Tuesday, July 12, 2005

A few quotations from Henry David Thoreau, born today in 1817:

Books are the treasured wealth of the world and the fit inheritance of generations and nations.

Simplicity, simplicity, simplicity! I say, let your affairs be as two or three, and not a hundred or a thousand instead of a million count half a dozen, and keep your accounts on your thumb-nail.

The mass of men lead lives of quiet desperation.

There is no value in life except what you choose to place upon it and no happiness in any place except what you bring to it yourself.

Do not be too moral. You may cheat yourself out of much life so. Aim above morality. Be not simply good; be good for something.

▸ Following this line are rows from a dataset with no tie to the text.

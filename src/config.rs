use dotenv::dotenv;
use std::env;
use std::path::PathBuf;
use std::time::Duration;

use chrono::NaiveDate;
use serde_json::{json, Value};
use thiserror::Error;
use url::Url;

use crate::constants::{API_DATE_FORMAT, REPORT_POLL_INTERVAL_SECS};
use crate::models::{DateRange, Platform, ResourceType};

#[derive(Debug)]
pub struct Config {
    pub platform: Platform,
    pub access_token: String,
    /// Empty means every account reachable with the token.
    pub account_ids: Vec<String>,
    pub resource_type: ResourceType,
    pub date_range: DateRange,
    pub output_dir: PathBuf,
    pub poll_interval: Duration,
    pub tiktok_app_id: Option<String>,
    pub tiktok_secret: Option<String>,
    pub tiktok_sandbox: bool,
    pub facebook_base_url: Option<String>,
    pub tiktok_base_url: Option<String>,
}

#[derive(Error, Debug)]
pub enum ConfigError {
    #[error("Environment variable not found: {0}")]
    MissingEnv(String),
    #[error("Invalid value for {name}: {reason}")]
    InvalidValue { name: String, reason: String },
    #[error("Invalid URL in {name}: {reason}")]
    InvalidUrl { name: String, reason: String },
}

impl Config {
    pub fn from_env() -> Result<Self, ConfigError> {
        dotenv().ok();

        let platform_name = required("ADS_PLATFORM")?;
        let platform =
            Platform::parse(&platform_name).ok_or_else(|| invalid("ADS_PLATFORM", "expected facebook or tiktok"))?;

        let access_token = required("ADS_ACCESS_TOKEN")?;

        let account_ids = optional("ADS_ACCOUNT_IDS")
            .map(|ids| {
                ids.split(',')
                    .map(str::trim)
                    .filter(|id| !id.is_empty())
                    .map(str::to_string)
                    .collect()
            })
            .unwrap_or_default();

        let resource_type = match optional("ADS_RESOURCE_TYPE") {
            Some(value) => ResourceType::parse(&value)
                .ok_or_else(|| invalid("ADS_RESOURCE_TYPE", "expected campaign, adset or ad"))?,
            None => ResourceType::Campaign,
        };

        let from = parse_date("ADS_DATE_FROM")?;
        let to = parse_date("ADS_DATE_TO")?;
        let date_range = DateRange::new(from, to).map_err(|e| invalid("ADS_DATE_FROM", &e.to_string()))?;

        let output_dir = optional("ADS_OUTPUT_DIR")
            .map(PathBuf::from)
            .unwrap_or_else(|| PathBuf::from("output"));

        let poll_interval_secs = match optional("ADS_POLL_INTERVAL_SECS") {
            Some(value) => value
                .parse::<u64>()
                .map_err(|e| invalid("ADS_POLL_INTERVAL_SECS", &e.to_string()))?,
            None => REPORT_POLL_INTERVAL_SECS,
        };

        let tiktok_sandbox = match optional("TIKTOK_SANDBOX") {
            Some(value) => value
                .parse::<bool>()
                .map_err(|e| invalid("TIKTOK_SANDBOX", &e.to_string()))?,
            None => false,
        };

        let facebook_base_url = optional_url("FACEBOOK_BASE_URL")?;
        let tiktok_base_url = optional_url("TIKTOK_BASE_URL")?;

        Ok(Self {
            platform,
            access_token,
            account_ids,
            resource_type,
            date_range,
            output_dir,
            poll_interval: Duration::from_secs(poll_interval_secs),
            tiktok_app_id: optional("TIKTOK_APP_ID"),
            tiktok_secret: optional("TIKTOK_SECRET"),
            tiktok_sandbox,
            facebook_base_url,
            tiktok_base_url,
        })
    }

    /// Platform params in the shape the client factory validates.
    pub fn platform_params(&self) -> Option<Value> {
        match self.platform {
            Platform::Facebook => None,
            Platform::TikTok => Some(json!({
                "app_id": self.tiktok_app_id,
                "secret": self.tiktok_secret,
                "sandbox": self.tiktok_sandbox,
            })),
        }
    }
}

fn required(name: &str) -> Result<String, ConfigError> {
    optional(name).ok_or_else(|| ConfigError::MissingEnv(name.to_string()))
}

fn optional(name: &str) -> Option<String> {
    env::var(name).ok().filter(|value| !value.trim().is_empty())
}

fn invalid(name: &str, reason: &str) -> ConfigError {
    ConfigError::InvalidValue {
        name: name.to_string(),
        reason: reason.to_string(),
    }
}

fn parse_date(name: &str) -> Result<NaiveDate, ConfigError> {
    let value = required(name)?;
    NaiveDate::parse_from_str(value.trim(), API_DATE_FORMAT).map_err(|e| invalid(name, &e.to_string()))
}

fn optional_url(name: &str) -> Result<Option<String>, ConfigError> {
    let Some(value) = optional(name) else {
        return Ok(None);
    };

    // Validate the URL format
    Url::parse(&value).map_err(|e| ConfigError::InvalidUrl {
        name: name.to_string(),
        reason: e.to_string(),
    })?;

    Ok(Some(value))
}
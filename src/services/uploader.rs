use chrono::NaiveDate;
use serde::Serialize;
use tracing::{debug, info};

use super::ServiceError;
use crate::models::{AdCreativeDetails, ResourceInsightsReport, ResourceType};
use crate::storage::{asset_key, details_key, insights_key, BlobStorage, StorageError};
use crate::transport::HttpTransport;

/// Stores all details of one resource level as a single pretty-printed document.
pub async fn upload_resource_details<T: Serialize>(
    storage: &dyn BlobStorage,
    resource_details: &[T],
    resource_type: ResourceType,
    date_created: NaiveDate,
) -> Result<String, ServiceError> {
    let body = serde_json::to_string_pretty(resource_details).map_err(StorageError::from)?;
    Ok(storage
        .put(&details_key(resource_type, date_created), body.into_bytes())
        .await?)
}

/// Stores each insights row under its resource id and reporting day.
pub async fn upload_resource_insights(
    storage: &dyn BlobStorage,
    resources_insights: &[ResourceInsightsReport],
    resource_type: ResourceType,
    date_created: NaiveDate,
) -> Result<Vec<String>, ServiceError> {
    let mut paths = Vec::with_capacity(resources_insights.len());
    for row in resources_insights {
        let resource_id = row
            .resource_id()
            .ok_or_else(|| StorageError::MissingResourceId(resource_type.value().to_string()))?;
        let key = insights_key(resource_type, resource_id, date_created, &row.date_start);
        let body = serde_json::to_string_pretty(row).map_err(StorageError::from)?;
        paths.push(storage.put(&key, body.into_bytes()).await?);
    }

    Ok(paths)
}

/// Downloads each creative's image and stores it next to the creative id.
/// Creatives without an image are skipped.
pub async fn upload_facebook_ad_creatives(
    storage: &dyn BlobStorage,
    transport: &dyn HttpTransport,
    ad_creatives: &[AdCreativeDetails],
    date_created: NaiveDate,
) -> Result<Vec<String>, ServiceError> {
    let mut paths = Vec::new();
    for creative in ad_creatives {
        let Some(image_url) = creative.image_url.as_deref().filter(|url| !url.is_empty()) else {
            debug!(creative_id = %creative.creative_id, "Creative has no image, skipping");
            continue;
        };

        let image = transport
            .download(image_url)
            .await
            .map_err(|source| ServiceError::Download {
                url: image_url.to_string(),
                source,
            })?;
        let key = asset_key(ResourceType::AdCreative, &creative.creative_id, date_created);
        paths.push(storage.put(&key, image).await?);
    }

    info!(creatives = ad_creatives.len(), uploaded = paths.len(), "Uploaded ad creative assets");
    Ok(paths)
}

#[cfg(test)]
mod tests {
    use serde_json::json;

    use super::*;
    use crate::models::CampaignDetails;
    use crate::storage::LocalStorage;
    use crate::transport::testing::ScriptedTransport;

    fn day() -> NaiveDate {
        NaiveDate::from_ymd_opt(2024, 5, 6).unwrap()
    }

    fn creative(id: &str, image_url: Option<&str>) -> AdCreativeDetails {
        AdCreativeDetails {
            account_id: "42".to_string(),
            creative_id: id.to_string(),
            creative_name: Some(format!("creative {}", id)),
            title: None,
            body: None,
            image_url: image_url.map(str::to_string),
        }
    }

    #[tokio::test]
    async fn details_are_stored_as_one_document_per_level() {
        let dir = tempfile::tempdir().unwrap();
        let storage = LocalStorage::new(dir.path());
        let campaigns = vec![CampaignDetails {
            account_id: "act_42".to_string(),
            campaign_id: "c1".to_string(),
            campaign_name: "spring".to_string(),
            effective_status: "ACTIVE".to_string(),
            configured_status: None,
            created_time: "2024-01-01T00:00:00+0000".to_string(),
            updated_time: "2024-01-02T00:00:00+0000".to_string(),
        }];

        let path = upload_resource_details(&storage, &campaigns, ResourceType::Campaign, day())
            .await
            .unwrap();

        assert!(path.ends_with("campaign/date_created=2024-05-06/details.json"));
        let stored: serde_json::Value =
            serde_json::from_str(&std::fs::read_to_string(&path).unwrap()).unwrap();
        assert_eq!(stored, json!([serde_json::to_value(&campaigns[0]).unwrap()]));
    }

    #[tokio::test]
    async fn creative_images_are_downloaded_and_rows_without_image_are_skipped() {
        let dir = tempfile::tempdir().unwrap();
        let storage = LocalStorage::new(dir.path());
        let transport = ScriptedTransport::new();
        transport.push_text(200, "image-bytes");
        let creatives = vec![
            creative("cr1", Some("https://cdn.test/cr1.png")),
            creative("cr2", None),
            creative("cr3", Some("")),
        ];

        let paths = upload_facebook_ad_creatives(&storage, &transport, &creatives, day())
            .await
            .unwrap();

        assert_eq!(paths.len(), 1);
        let stored = std::fs::read(
            dir.path()
                .join("adcreative/adcreative=cr1/date_created=2024-05-06/asset.png"),
        )
        .unwrap();
        assert_eq!(stored, b"image-bytes".to_vec());
        assert_eq!(transport.requests().len(), 1);
        assert!(!dir.path().join("adcreative/adcreative=cr2").exists());
    }

    #[tokio::test]
    async fn failed_image_download_stops_the_upload() {
        let dir = tempfile::tempdir().unwrap();
        let storage = LocalStorage::new(dir.path());
        let transport = ScriptedTransport::new();
        transport.push_text(403, "denied");

        let err = upload_facebook_ad_creatives(
            &storage,
            &transport,
            &[creative("cr1", Some("https://cdn.test/cr1.png"))],
            day(),
        )
        .await
        .unwrap_err();

        match err {
            ServiceError::Download { url, source } => {
                assert_eq!(url, "https://cdn.test/cr1.png");
                assert_eq!(source.status_code(), Some(403));
            }
            other => panic!("unexpected error: {other:?}"),
        }
    }
}
fn normalize_tiktok_row(
    advertiser_id: &str,
    resource_type: ResourceType,
    metrics: CampaignMetrics,
    keys: TikTokRowKeys,
) -> Result<ResourceInsightsReport, String> {
    let conversion_rate: f64 = metrics
        .conversion_rate
        .trim()
        .parse()
        .map_err(|_| format!("conversion_rate value {:?} is not numeric", metrics.conversion_rate))?;
    let (adset_id, adset_name) = keys.adset.unzip();
    let (ad_id, ad_name) = keys.ad.unzip();

    Ok(ResourceInsightsReport {
        account_id: advertiser_id.to_string(),
        account_name: None,
        resource_type,
        campaign_id: keys.campaign_id,
        campaign_name: metrics.campaign_name,
        adset_id,
        adset_name,
        ad_id,
        ad_name,
        spend: metrics.spend,
        impressions: metrics.impressions,
        clicks: metrics.clicks,
        ctr: Some(metrics.ctr),
        cpm: Some(metrics.cpm),
        cpc: Some(metrics.cpc),
        reach: metrics.reach,
        actions: None,
        conversions: vec![conversion_action(metrics.conversions)],
        cost_per_conversion: vec![conversion_action(metrics.cost_per_conversion)],
        conversion_rate: vec![ConversionRate {
            action_type: TIKTOK_CONVERSION_ACTION_TYPE.to_string(),
            value: Some(conversion_rate),
        }],
        date_start: keys.stat_time_day.clone(),
        date_stop: keys.stat_time_day,
    })
}

fn conversion_action(value: String) -> ActionValue {
    ActionValue {
        action_type: TIKTOK_CONVERSION_ACTION_TYPE.to_string(),
        value,
    }
}
use serde_json::Value;
use tracing::info;

use super::ServiceError;
use crate::client::AdsClient;

pub async fn create_campaign(
    client: &dyn AdsClient,
    ad_account_id: &str,
    campaign_details: Value,
) -> Result<String, ServiceError> {
    let campaign_id = client
        .create_campaign(ad_account_id, campaign_details)
        .await
        .map_err(ServiceError::Import)?;

    info!(platform = %client.platform(), campaign_id = %campaign_id, "Created campaign");
    Ok(campaign_id)
}

pub async fn update_campaign(
    client: &dyn AdsClient,
    ad_account_id: &str,
    campaign_id: &str,
    campaign_details: Value,
) -> Result<bool, ServiceError> {
    let updated = client
        .update_campaign(ad_account_id, campaign_id, campaign_details)
        .await
        .map_err(ServiceError::Import)?;

    info!(platform = %client.platform(), campaign_id, success = updated, "Updated campaign");
    Ok(updated)
}

pub async fn create_ad_set(
    client: &dyn AdsClient,
    ad_account_id: &str,
    adset_details: Value,
) -> Result<String, ServiceError> {
    let adset_id = client
        .create_adset(ad_account_id, adset_details)
        .await
        .map_err(ServiceError::Import)?;

    info!(platform = %client.platform(), adset_id = %adset_id, "Created adset");
    Ok(adset_id)
}

pub async fn update_ad_set(
    client: &dyn AdsClient,
    ad_account_id: &str,
    adset_id: &str,
    adset_details: Value,
) -> Result<bool, ServiceError> {
    let updated = client
        .update_adset(ad_account_id, adset_id, adset_details)
        .await
        .map_err(ServiceError::Import)?;

    info!(platform = %client.platform(), adset_id, success = updated, "Updated adset");
    Ok(updated)
}

pub async fn create_ads(
    client: &dyn AdsClient,
    ad_account_id: &str,
    ads_details: Value,
) -> Result<Vec<String>, ServiceError> {
    let ad_ids = client
        .create_ads(ad_account_id, ads_details)
        .await
        .map_err(ServiceError::Import)?;

    info!(platform = %client.platform(), ad_ids = ?ad_ids, "Created ads");
    Ok(ad_ids)
}
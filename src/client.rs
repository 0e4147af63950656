use async_trait::async_trait;
use serde_json::Value;

use crate::error::ClientError;
use crate::models::{
    AdAccount, AdCreativeDetails, AdDetails, AdSetDetails, CampaignDetails, DateRange, ImageDetails, Platform,
    ResourceInsightsReport, ResourceType, VideoDetails,
};

/// Operations shared by every ad platform.
///
/// Create and update payloads are caller-supplied JSON objects, validated
/// against the platform's request schema before anything is sent. Operations
/// a platform does not offer fail with `ClientError::InvalidInput`.
#[async_trait]
pub trait AdsClient: Send + Sync {
    fn platform(&self) -> Platform;

    async fn get_account_ids(&self) -> Result<Vec<AdAccount>, ClientError>;

    async fn get_account_campaigns_details(&self, ad_account_id: &str) -> Result<Vec<CampaignDetails>, ClientError>;

    async fn get_account_adsets_details(&self, ad_account_id: &str) -> Result<Vec<AdSetDetails>, ClientError>;

    async fn get_account_ads_details(&self, ad_account_id: &str) -> Result<Vec<AdDetails>, ClientError>;

    async fn get_account_ad_creatives(&self, _ad_account_id: &str) -> Result<Vec<AdCreativeDetails>, ClientError> {
        Err(unsupported(self.platform(), "get_account_ad_creatives"))
    }

    async fn get_ad_creative(&self, _ad_creative_id: &str) -> Result<AdCreativeDetails, ClientError> {
        Err(unsupported(self.platform(), "get_ad_creative"))
    }

    async fn get_insights(
        &self,
        ad_account_id: &str,
        resource_type: ResourceType,
        range: &DateRange,
    ) -> Result<Vec<ResourceInsightsReport>, ClientError>;

    async fn create_campaign(&self, ad_account_id: &str, campaign_details: Value) -> Result<String, ClientError>;

    async fn update_campaign(
        &self,
        ad_account_id: &str,
        campaign_id: &str,
        campaign_details: Value,
    ) -> Result<bool, ClientError>;

    async fn create_adset(&self, ad_account_id: &str, adset_details: Value) -> Result<String, ClientError>;

    async fn update_adset(
        &self,
        ad_account_id: &str,
        adset_id: &str,
        adset_details: Value,
    ) -> Result<bool, ClientError>;

    async fn create_adcreative(&self, _ad_account_id: &str, _adcreative_details: Value) -> Result<String, ClientError> {
        Err(unsupported(self.platform(), "create_adcreative"))
    }

    async fn update_adcreative(&self, _adcreative_id: &str, _adcreative_details: Value) -> Result<bool, ClientError> {
        Err(unsupported(self.platform(), "update_adcreative"))
    }

    async fn create_ad(&self, _ad_account_id: &str, _ad_details: Value) -> Result<String, ClientError> {
        Err(unsupported(self.platform(), "create_ad"))
    }

    async fn create_ads(&self, ad_account_id: &str, ads_details: Value) -> Result<Vec<String>, ClientError>;

    async fn update_ad(&self, _ad_id: &str, _ad_details: Value) -> Result<bool, ClientError> {
        Err(unsupported(self.platform(), "update_ad"))
    }

    async fn update_ads(
        &self,
        _ad_account_id: &str,
        _adgroup_id: &str,
        _ad_details: Value,
    ) -> Result<bool, ClientError> {
        Err(unsupported(self.platform(), "update_ads"))
    }

    async fn update_ads_status(&self, _ad_account_id: &str, _ads_status_details: Value) -> Result<bool, ClientError> {
        Err(unsupported(self.platform(), "update_ads_status"))
    }

    async fn create_image(&self, _ad_account_id: &str, _image_details: Value) -> Result<String, ClientError> {
        Err(unsupported(self.platform(), "create_image"))
    }

    async fn update_image_name(
        &self,
        _ad_account_id: &str,
        _image_id: &str,
        _image_name: &str,
    ) -> Result<bool, ClientError> {
        Err(unsupported(self.platform(), "update_image_name"))
    }

    async fn get_images_info(
        &self,
        _ad_account_id: &str,
        _image_ids: &[String],
    ) -> Result<Vec<ImageDetails>, ClientError> {
        Err(unsupported(self.platform(), "get_images_info"))
    }

    async fn create_video(&self, _ad_account_id: &str, _video_details: Value) -> Result<String, ClientError> {
        Err(unsupported(self.platform(), "create_video"))
    }

    async fn update_video_name(
        &self,
        _ad_account_id: &str,
        _video_id: &str,
        _video_name: &str,
    ) -> Result<bool, ClientError> {
        Err(unsupported(self.platform(), "update_video_name"))
    }

    async fn get_videos_info(
        &self,
        _ad_account_id: &str,
        _video_ids: &[String],
    ) -> Result<Vec<VideoDetails>, ClientError> {
        Err(unsupported(self.platform(), "get_videos_info"))
    }
}

fn unsupported(platform: Platform, operation: &str) -> ClientError {
    ClientError::InvalidInput(format!("Operation {} is not supported on platform {}", operation, platform))
}

/// Rejects a blank identifier before it ends up in a provider URL.
pub(crate) fn require_id(platform: Platform, name: &str, value: &str) -> Result<(), ClientError> {
    if value.trim().is_empty() {
        return Err(ClientError::InvalidInput(format!(
            "{} must not be empty (platform={})",
            name, platform
        )));
    }
    Ok(())
}
#[cfg(test)]
mod tests {
    use std::sync::Arc;

    use serde_json::json;

    use super::*;
    use crate::transport::testing::ScriptedTransport;
    use crate::transport::HttpMethod;

    fn client(transport: Arc<ScriptedTransport>) -> FacebookClient {
        FacebookClient::new(FacebookApi::new(transport, "token".to_string())).with_poll_interval(Duration::ZERO)
    }

    #[tokio::test]
    async fn account_ids_swap_numeric_and_prefixed_ids() {
        let transport = Arc::new(ScriptedTransport::new());
        transport.push_json(200, json!({"data": [{"id": "act_42", "account_id": "42"}]}));

        let accounts = client(transport).get_account_ids().await.unwrap();

        assert_eq!(
            accounts,
            vec![AdAccount {
                id_token: Some("42".to_string()),
                account_id: "act_42".to_string(),
                account_name: None,
            }]
        );
    }

    #[tokio::test]
    async fn ad_details_carry_the_adset_id() {
        let transport = Arc::new(ScriptedTransport::new());
        transport.push_json(
            200,
            json!({"data": [{
                "account_id": "42",
                "campaign_id": "c1",
                "adset_id": "s1",
                "id": "a1",
                "name": "ad",
                "effective_status": "ACTIVE",
                "configured_status": "PAUSED",
                "created_time": "2024-01-01T00:00:00+0000",
                "updated_time": "2024-01-02T00:00:00+0000"
            }]}),
        );

        let ads = client(transport.clone()).get_account_ads_details("act_42").await.unwrap();

        assert_eq!(ads[0].adset_id, "s1");
        assert_eq!(ads[0].ad_id, "a1");
        assert_eq!(ads[0].configured_status.as_deref(), Some("PAUSED"));
        assert!(transport.requests()[0]
            .query_param("fields")
            .unwrap()
            .contains("adset_id"));
    }

    #[tokio::test]
    async fn invalid_campaign_payload_is_rejected_before_any_request() {
        let transport = Arc::new(ScriptedTransport::new());

        let err = client(transport.clone())
            .create_campaign("act_1", json!({"name": "spring"}))
            .await
            .unwrap_err();

        assert!(matches!(err, ClientError::InvalidInput(_)));
        assert!(transport.requests().is_empty());
    }

    #[tokio::test]
    async fn blank_identifiers_are_rejected_before_any_request() {
        let transport = Arc::new(ScriptedTransport::new());
        let client = client(transport.clone());
        let range = DateRange::new(
            chrono::NaiveDate::from_ymd_opt(2024, 1, 1).unwrap(),
            chrono::NaiveDate::from_ymd_opt(2024, 1, 2).unwrap(),
        )
        .unwrap();

        let insights = client.get_insights("", ResourceType::Campaign, &range).await.unwrap_err();
        let update = client.update_ad("", json!({"status": "PAUSED"})).await.unwrap_err();
        let creative = client.get_ad_creative(" ").await.unwrap_err();

        assert!(matches!(insights, ClientError::InvalidInput(message) if message.contains("ad_account_id")));
        assert!(matches!(update, ClientError::InvalidInput(message) if message.contains("ad_id")));
        assert!(matches!(creative, ClientError::InvalidInput(message) if message.contains("ad_creative_id")));
        assert!(transport.requests().is_empty());
    }

    #[tokio::test]
    async fn create_adset_encodes_nested_params_as_json() {
        let transport = Arc::new(ScriptedTransport::new());
        transport.push_json(200, json!({"id": "s9"}));

        let id = client(transport.clone())
            .create_adset(
                "act_1",
                json!({
                    "daily_budget": 1000,
                    "name": "set",
                    "campaign_id": "c1",
                    "bid_amount": 2,
                    "billing_event": "IMPRESSIONS",
                    "optimization_goal": "REACH",
                    "promoted_object": {"page_id": "p1"},
                    "targeting": {"geo_locations": {"countries": ["US"]}},
                    "status": "PAUSED"
                }),
            )
            .await
            .unwrap();

        assert_eq!(id, "s9");
        let request = &transport.requests()[0];
        assert_eq!(request.method, HttpMethod::Post);
        assert!(request.url.ends_with("act_1/adsets"));
        assert_eq!(
            request.query_param("targeting"),
            Some(r#"{"geo_locations":{"countries":["US"]}}"#)
        );
        assert_eq!(request.query_param("daily_budget"), Some("1000"));
    }

    #[tokio::test]
    async fn create_ads_creates_each_ad_in_order() {
        let transport = Arc::new(ScriptedTransport::new());
        transport.push_json(200, json!({"id": "a1"})).push_json(200, json!({"id": "a2"}));
        let ad = |name: &str| {
            json!({"name": name, "adset_id": "s1", "creative": {"creative_id": "cr1"}, "status": "PAUSED"})
        };

        let ids = client(transport.clone())
            .create_ads("act_1", json!([ad("first"), ad("second")]))
            .await
            .unwrap();

        assert_eq!(ids, vec!["a1".to_string(), "a2".to_string()]);
        assert_eq!(transport.count_matching(HttpMethod::Post, "act_1/ads"), 2);
    }

    #[tokio::test]
    async fn update_ad_reports_provider_success_flag() {
        let transport = Arc::new(ScriptedTransport::new());
        transport.push_json(200, json!({"success": true}));

        let updated = client(transport.clone())
            .update_ad("a1", json!({"status": "PAUSED"}))
            .await
            .unwrap();

        assert!(updated);
        assert_eq!(transport.requests()[0].query_param("status"), Some("PAUSED"));
    }

    #[tokio::test]
    async fn tiktok_only_operations_are_invalid_input() {
        let transport = Arc::new(ScriptedTransport::new());

        let err = client(transport)
            .update_image_name("act_1", "img", "name")
            .await
            .unwrap_err();

        assert!(matches!(err, ClientError::InvalidInput(message) if message.contains("FACEBOOK")));
    }
}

Heaven is under our feet as well as over our heads.

The squirrel that you kill in jest, dies in earnest.

However mean your life is, meet it and live it: do not shun it and call it hard names. Cultivate poverty like a garden herb, like sage. Do not trouble yourself much to get new things, whether clothes or friends. Things do not change, we change. Sell your clothes and keep your thoughts.

I have never found a companion that was so companionable as solitude. We are for the most part more lonely when we go abroad among men than when we stay in our chambers. A man thinking or working is always alone, let him be where he will.

The price of anything is the amount of life you exchange for it.

If a man does not keep pace with his companions, perhaps it is because he hears a different drummer. Let him step to the music which he hears, however measured or far away.